While growing up, I remember there occasionally being rabbit nests in our yard. One spring my dog, Sophie, brought me this little whilte ball of fluff in her teeth, maybe expecting me to begin playing fetch or some other game with it. I discovered it was a baby rabbit, and quickly went searching for its nest. When I found it, I tucked the little thing back in with its siblings, hoping that whatever Sophie did to it could be undone. The next morning from my bedroom window I could see that a little white body lay in the grass outside the nest. I went down, scooped it up into a shoebox and went across the street to ask my neighbor if anything could be done. She told me that the mother likely rejected the baby once it smelled like dog, and unfortunately this is how things go sometimes, and no, nothing could be done. I remember being angry and filled with questions- why couldn’t I have fixed this? Why couldn’t my efforts have saved a life? It bothered me for a while, but animals are only animals after all, and eventually I was able to move on with my life quite easily.

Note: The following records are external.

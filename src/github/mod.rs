//! GitHub access for the patch tester.
//!
//! This module wraps Octocrab behind the [`PatchGateway`] trait: rate limit
//! checks, paginated open-issue listing, pull request heads, changed files,
//! and raw file contents. Errors are mapped into [`GatewayError`] so callers
//! never see Octocrab internals.

pub mod error;
pub mod gateway;
pub mod locator;
pub mod models;
pub mod pagination;
pub mod rate_limit;

pub use error::GatewayError;
pub use gateway::{OctocrabPatchGateway, PatchGateway};
pub use locator::{PersonalAccessToken, RepositoryLocator, RepositoryName, RepositoryOwner};
pub use models::{
    ChangedFile, FileContents, HeadRepository, IssuePage, IssueSummary, PullRequestHead,
};
pub use rate_limit::RateLimitInfo;

#[cfg(test)]
pub use gateway::MockPatchGateway;
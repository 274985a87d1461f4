//! Gateway for the GitHub calls the patch tester makes.
//!
//! The trait keeps the synchroniser and the patch engine independent of
//! Octocrab so they can be exercised against mocks, while
//! [`OctocrabPatchGateway`] performs the real HTTP requests.

mod client;
mod error_mapping;
mod remote;

pub use remote::OctocrabPatchGateway;

use async_trait::async_trait;

use crate::github::error::GatewayError;
use crate::github::models::{
    ChangedFile, FileContents, HeadRepository, IssuePage, PullRequestHead,
};
use crate::github::rate_limit::RateLimitInfo;

/// Remote operations against the configured upstream repository.
#[cfg_attr(test, mockall::automock)]
#[async_trait]
pub trait PatchGateway: Send + Sync {
    /// Fetch the core API quota.
    async fn rate_limit(&self) -> Result<RateLimitInfo, GatewayError>;

    /// List one page of open issues, pull requests included.
    async fn list_open_issues(&self, page: u32, per_page: u8) -> Result<IssuePage, GatewayError>;

    /// Fetch the head of a pull request.
    async fn pull_request(&self, number: u64) -> Result<PullRequestHead, GatewayError>;

    /// List every file a pull request touches, across all pages.
    async fn pull_request_files(&self, number: u64) -> Result<Vec<ChangedFile>, GatewayError>;

    /// Fetch a file from `repository` at `git_ref`.
    async fn file_contents(
        &self,
        repository: &HeadRepository,
        path: &str,
        git_ref: &str,
    ) -> Result<FileContents, GatewayError>;
}
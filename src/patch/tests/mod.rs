//! Engine tests against real SQLite, real directories, and a mocked GitHub.


use std::collections::HashMap;

use base64::Engine as _;
use base64::engine::general_purpose::STANDARD;
use camino::{Utf8Path, Utf8PathBuf};
use tempfile::TempDir;

use super::{EngineDependencies, EngineSettings, PatchEngine};
use crate::backup::DirectoryBackupStore;
use crate::github::{
    ChangedFile, FileContents, GatewayError, HeadRepository, MockPatchGateway, PullRequestHead,
    RateLimitInfo,
};
use crate::persistence::{
    NewPull, PullRepository, SqliteAssetCacheMarker, SqlitePullRepository, SqliteTestRepository,
    migrate_database,
};
use crate::telemetry::NoopTelemetrySink;
use crate::workspace::{SiteTree, WorkingTree};

pub(super) const PULL_ID: u64 = 12;
pub(super) const HEAD_SHA: &str = "abc123";
pub(super) const HOST_VERSION: &str = "4.0.0";

/// Temporary site, backups directory, and migrated database.
pub(super) struct Harness {
    _temp_dir: TempDir,
    backups_path: Utf8PathBuf,
    pub(super) pulls: SqlitePullRepository,
    pub(super) tests: SqliteTestRepository,
    pub(super) assets: SqliteAssetCacheMarker,
    pub(super) backups: DirectoryBackupStore,
    pub(super) tree: SiteTree,
}

impl Harness {
    pub(super) fn new() -> Self {
        let temp_dir = TempDir::new().expect("temporary directory should be created");
        let root = Utf8PathBuf::from_path_buf(temp_dir.path().to_path_buf())
            .expect("temporary path should be UTF-8");
        let site_path = root.join("site");
        let backups_path = root.join("backups");
        std::fs::create_dir_all(&site_path).expect("site directory should be created");

        let database_url = root.join("patchtester.sqlite").to_string();
        migrate_database(&database_url, &NoopTelemetrySink).expect("migrations should run");

        let pulls = SqlitePullRepository::new(database_url.clone()).expect("pulls should open");
        pulls
            .insert_batch(&[NewPull {
                pull_id: PULL_ID,
                title: "Fix menu rendering".to_owned(),
                description: String::new(),
                pull_url: format!("https://github.com/octo/site/pull/{PULL_ID}"),
                is_fast_track: false,
                branch: String::new(),
            }])
            .expect("seed pull should insert");

        Self {
            pulls,
            tests: SqliteTestRepository::new(database_url.clone()).expect("tests should open"),
            assets: SqliteAssetCacheMarker::new(database_url, HOST_VERSION)
                .expect("asset marker should open"),
            backups: DirectoryBackupStore::open(&backups_path).expect("backups should open"),
            tree: SiteTree::open(&site_path).expect("site should open"),
            backups_path,
            _temp_dir: temp_dir,
        }
    }

    pub(super) fn engine<'a>(
        &'a self,
        gateway: &'a MockPatchGateway,
        host_version: &str,
    ) -> PatchEngine<'a> {
        PatchEngine::new(
            EngineDependencies {
                gateway,
                pulls: &self.pulls,
                tests: &self.tests,
                backups: &self.backups,
                tree: &self.tree,
                assets: &self.assets,
            },
            EngineSettings {
                host_version: host_version.to_owned(),
                acting_user: 42,
            },
        )
    }

    pub(super) fn write(&self, path: &str, contents: &[u8]) {
        self.tree
            .write(Utf8Path::new(path), contents)
            .expect("site file should be written");
    }

    pub(super) fn read(&self, path: &str) -> Option<Vec<u8>> {
        let path = Utf8Path::new(path);
        self.tree
            .exists(path)
            .then(|| self.tree.read(path).expect("site file should be readable"))
    }

    pub(super) fn backup_count(&self) -> usize {
        std::fs::read_dir(&self.backups_path)
            .expect("backups directory should be listable")
            .count()
    }

    pub(super) fn applied_sha(&self) -> String {
        self.pulls
            .find(PULL_ID)
            .expect("pull lookup should succeed")
            .expect("seeded pull should exist")
            .applied_sha
    }
}

pub(super) fn changed(filename: &str, status: &str, previous: Option<&str>) -> ChangedFile {
    ChangedFile {
        filename: filename.to_owned(),
        status: status.to_owned(),
        previous_filename: previous.map(ToOwned::to_owned),
        contents_url: format!("https://api.github.com/repos/fork/site/contents/{filename}"),
    }
}

/// Remote state of the pull request served by the mocked gateway.
pub(super) struct RemotePull {
    pub(super) remaining: u32,
    pub(super) head_repository: Option<HeadRepository>,
    pub(super) files: Vec<ChangedFile>,
    pub(super) contents: HashMap<String, Vec<u8>>,
    pub(super) encoding: &'static str,
}

impl RemotePull {
    pub(super) fn with_files(files: Vec<ChangedFile>) -> Self {
        Self {
            remaining: 5000,
            head_repository: Some(HeadRepository {
                owner: "contributor".to_owned(),
                name: "site-fork".to_owned(),
            }),
            files,
            contents: HashMap::new(),
            encoding: "base64",
        }
    }

    pub(super) fn serving(mut self, path: &str, body: &[u8]) -> Self {
        self.contents.insert(path.to_owned(), body.to_vec());
        self
    }

    pub(super) fn gateway(self) -> MockPatchGateway {
        let Self {
            remaining,
            head_repository,
            files,
            contents,
            encoding,
        } = self;
        let mut gateway = MockPatchGateway::new();

        gateway
            .expect_rate_limit()
            .returning(move || Ok(RateLimitInfo::new(5000, remaining, 1_700_000_000)));
        gateway.expect_pull_request().returning(move |number| {
            Ok(PullRequestHead {
                number,
                head_ref: "fix-menu".to_owned(),
                head_sha: HEAD_SHA.to_owned(),
                repository: head_repository.clone(),
            })
        });
        gateway
            .expect_pull_request_files()
            .returning(move |_| Ok(files.clone()));
        gateway
            .expect_file_contents()
            .returning(move |repository, path, git_ref| {
                assert_eq!(repository.owner, "contributor");
                assert_eq!(git_ref, "fix-menu");
                contents.get(path).map_or_else(
                    || {
                        Err(GatewayError::Api {
                            message: format!("no contents for {path}"),
                        })
                    },
                    |body| {
                        Ok(FileContents {
                            encoding: encoding.to_owned(),
                            content: STANDARD.encode(body),
                        })
                    },
                )
            });

        gateway
    }
}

Sometime between Saturday and today, little Micaiah’s heart stopped beating. The procedure we chose to try to save the lives of both babies apparently did not help our little baby who was lacking in fluid and space. Our many supplications for the Lord to please restore and revive and sustain Micaiah were answered, only not with the answer we wished. God said no. So far, Micah is strong and active, and our hopes are that she can not only survive, but carry on in this pregnancy as a singleton birth. If my body can treat her as the only one there, she should have things pretty easy from here on. So at the same time we are grieving the loss of Micaiah, we are tentatively grateful that Micah is still with us. Having one survive the procedure was one of the three outcomes explained to us, each with the same probability- 33%. I should be happy that we did not have the other outcome we had a third of a chance of happening- losing both babies. But I still have the thought- the Lord is above probabilities. He is not limited by how slim a chance a baby has at life. He can do anything. I am older now than I was when I found and could not help that baby rabbit, but the questions remain, and come with even more intensity. So why didn’t He fix this? Why couldn’t the efforts of the surgeon and his team have saved this life? I loved them both the moment I saw their little clouds on the ultrasound in September. It is going to hurt to not be able to wrap my arms around them both. But to have one to hold is more comfort than I could hope. Thank You, Lord, for this loss. Thank You, Lord, for this gain. Thank You for the reminder that You, and no one else, are in control. Teach me how to be okay with the fact that just as You give, You also take away.
Bless the LORD, O my soul, and all that is within me bless His holy name.